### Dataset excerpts
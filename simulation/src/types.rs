//! Core types for the routing simulation
//!
//! Nodes are numbered from zero. Node `n` owns the address `10.0.0.0 + n + 1`
//! on a shared /16 wireless subnet, and a locally administered MAC address
//! derived from the same number.

use std::fmt;
use std::net::Ipv4Addr;
use std::time::Duration;

use derive_more::Display;
use qlrn_core::{InterfaceAddress, InterfaceIndex, MacAddress, PacketId};
use serde::{Deserialize, Serialize};

/// Loopback interface of every simulated node
pub const LOOPBACK_IF: InterfaceIndex = InterfaceIndex::new(0);

/// Wireless interface of every simulated node
pub const WIRELESS_IF: InterfaceIndex = InterfaceIndex::new(1);

/// Prefix length of the shared wireless subnet
pub const SUBNET_PREFIX: u8 = 16;

/// Base of the wireless subnet
const SUBNET_BASE: u32 = 0x0A00_0000;

/// Largest node count the subnet can address
pub const MAX_NODES: u16 = 65_534;

/// Identifier of a simulated node
#[derive(
    Debug, Clone, Copy, PartialEq, Eq, PartialOrd, Ord, Hash, Serialize, Deserialize, Display,
)]
#[display("n{_0}")]
pub struct NodeId(pub u16);

impl NodeId {
    /// The node's IPv4 address
    pub fn address(self) -> Ipv4Addr {
        Ipv4Addr::from(SUBNET_BASE + u32::from(self.0) + 1)
    }

    /// The node's address and subnet
    pub fn interface_address(self) -> InterfaceAddress {
        InterfaceAddress::new(self.address(), SUBNET_PREFIX)
    }

    /// The node's link-layer address
    pub fn mac(self) -> MacAddress {
        let [hi, lo] = self.0.to_be_bytes();
        MacAddress::new([0x02, 0, 0, 0, hi, lo])
    }

    /// Node owning a wireless address
    pub fn from_address(addr: Ipv4Addr) -> Option<Self> {
        let host = u32::from(addr).checked_sub(SUBNET_BASE + 1)?;
        u16::try_from(host)
            .ok()
            .filter(|id| *id < MAX_NODES)
            .map(Self)
    }

    /// Node owning a link-layer address
    pub fn from_mac(mac: MacAddress) -> Option<Self> {
        match mac.octets() {
            [0x02, 0, 0, 0, hi, lo] => Some(Self(u16::from_be_bytes([hi, lo]))),
            _ => None,
        }
    }
}

/// Why the simulation lost a packet outside the routing engine
#[derive(Debug, Clone, Copy, PartialEq, Eq, Hash, Serialize, Deserialize)]
pub enum LossCause {
    /// The engine declined an inbound packet
    Unroutable,
    /// Hop budget ran out in transit
    TtlExpired,
    /// The next hop was no longer in radio range
    LinkLoss,
}

impl fmt::Display for LossCause {
    fn fmt(&self, f: &mut fmt::Formatter<'_>) -> fmt::Result {
        match self {
            Self::Unroutable => write!(f, "unroutable"),
            Self::TtlExpired => write!(f, "ttl expired"),
            Self::LinkLoss => write!(f, "link loss"),
        }
    }
}

/// Events recorded in the simulation log
///
/// `at` is simulated time since the start of the run.
#[derive(Debug, Clone, PartialEq, Serialize, Deserialize)]
pub enum NetworkEvent {
    /// Application handed a packet to a node
    Send {
        uid: PacketId,
        from: NodeId,
        to: Ipv4Addr,
        at: Duration,
    },
    /// A node put a data frame on the air
    Hop {
        uid: PacketId,
        from: NodeId,
        via: Ipv4Addr,
        at: Duration,
    },
    /// Packet reached its destination
    Delivered {
        uid: PacketId,
        node: NodeId,
        hops: u8,
        at: Duration,
    },
    /// A broadcast copy was delivered locally
    BroadcastReceived {
        uid: PacketId,
        node: NodeId,
        at: Duration,
    },
    /// The routing engine reported a failure through the error continuation
    Failed {
        uid: PacketId,
        node: NodeId,
        at: Duration,
    },
    /// Packet lost outside the engine
    Lost {
        uid: PacketId,
        node: NodeId,
        cause: LossCause,
        at: Duration,
    },
    /// Discovery installed a route at the requesting node
    RouteInstalled {
        node: NodeId,
        destination: NodeId,
        next_hop: NodeId,
        hops: u16,
        at: Duration,
    },
    /// Link state changed
    Link {
        a: NodeId,
        b: NodeId,
        up: bool,
        at: Duration,
    },
}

### TASK GOAL
Each record needs to be given again exactly.

### COMPLETED TASK
filename simulation/src/types.rs
//! Core types for the routing simulation
//!
//! Nodes are numbered from zero. Node `n` owns the address `10.0.0.0 + n + 1`
//! on a shared /16 wireless subnet, and a locally administered MAC address
//! derived from the same number.

use std::fmt;
use std::net::Ipv4Addr;
use std::time::Duration;

use derive_more::Display;
use qlrn_core::{InterfaceAddress, InterfaceIndex, MacAddress, PacketId};
use serde::{Deserialize, Serialize};

/// Loopback interface of every simulated node
pub const LOOPBACK_IF: InterfaceIndex = InterfaceIndex::new(0);

/// Wireless interface of every simulated node
pub const WIRELESS_IF: InterfaceIndex = InterfaceIndex::new(1);

/// Prefix length of the shared wireless subnet
pub const SUBNET_PREFIX: u8 = 16;

/// Base of the wireless subnet
const SUBNET_BASE: u32 = 0x0A00_0000;

/// Largest node count the subnet can address
pub const MAX_NODES: u16 = 65_534;

/// Identifier of a simulated node
#[derive(
    Debug, Clone, Copy, PartialEq, Eq, PartialOrd, Ord, Hash, Serialize, Deserialize, Display,
)]
#[display("n{_0}")]
pub struct NodeId(pub u16);

impl NodeId {
    /// The node's IPv4 address
    pub fn address(self) -> Ipv4Addr {
        Ipv4Addr::from(SUBNET_BASE + u32::from(self.0) + 1)
    }

    /// The node's address and subnet
    pub fn interface_address(self) -> InterfaceAddress {
        InterfaceAddress::new(self.address(), SUBNET_PREFIX)
    }

    /// The node's link-layer address
    pub fn mac(self) -> MacAddress {
        let [hi, lo] = self.0.to_be_bytes();
        MacAddress::new([0x02, 0, 0, 0, hi, lo])
    }

    /// Node owning a wireless address
    pub fn from_address(addr: Ipv4Addr) -> Option<Self> {
        let host = u32::from(addr).checked_sub(SUBNET_BASE + 1)?;
        u16::try_from(host)
            .ok()
            .filter(|id| *id < MAX_NODES)
            .map(Self)
    }

    /// Node owning a link-layer address
    pub fn from_mac(mac: MacAddress) -> Option<Self> {
        match mac.octets() {
            [0x02, 0, 0, 0, hi, lo] => Some(Self(u16::from_be_bytes([hi, lo]))),
            _ => None,
        }
    }
}

/// Why the simulation lost a packet outside the routing engine
#[derive(Debug, Clone, Copy, PartialEq, Eq, Hash, Serialize, Deserialize)]
pub enum LossCause {
    /// The engine declined an inbound packet
    Unroutable,
    /// Hop budget ran out in transit
    TtlExpired,
    /// The next hop was no longer in radio range
    LinkLoss,
}

impl fmt::Display for LossCause {
    fn fmt(&self, f: &mut fmt::Formatter<'_>) -> fmt::Result {
        match self {
            Self::Unroutable => write!(f, "unroutable"),
            Self::TtlExpired => write!(f, "ttl expired"),
            Self::LinkLoss => write!(f, "link loss"),
        }
    }
}

/// Events recorded in the simulation log
///
/// `at` is simulated time since the start of the run.
#[derive(Debug, Clone, PartialEq, Serialize, Deserialize)]
pub enum NetworkEvent {
    /// Application handed a packet to a node
    Send {
        uid: PacketId,
        from: NodeId,
        to: Ipv4Addr,
        at: Duration,
    },
    /// A node put a data frame on the air
    Hop {
        uid: PacketId,
        from: NodeId,
        via: Ipv4Addr,
        at: Duration,
    },
    /// Packet reached its destination
    Delivered {
        uid: PacketId,
        node: NodeId,
        hops: u8,
        at: Duration,
    },
    /// A broadcast copy was delivered locally
    BroadcastReceived {
        uid: PacketId,
        node: NodeId,
        at: Duration,
    },
    /// The routing engine reported a failure through the error continuation
    Failed {
        uid: PacketId,
        node: NodeId,
        at: Duration,
    },
    /// Packet lost outside the engine
    Lost {
        uid: PacketId,
        node: NodeId,
        cause: LossCause,
        at: Duration,
    },
    /// Discovery installed a route at the requesting node
    RouteInstalled {
        node: NodeId,
        destination: NodeId,
        next_hop: NodeId,
        hops: u16,
        at: Duration,
    },
    /// Link state changed
    Link {
        a: NodeId,
        b: NodeId,
        up: bool,
        at: Duration,
    },
}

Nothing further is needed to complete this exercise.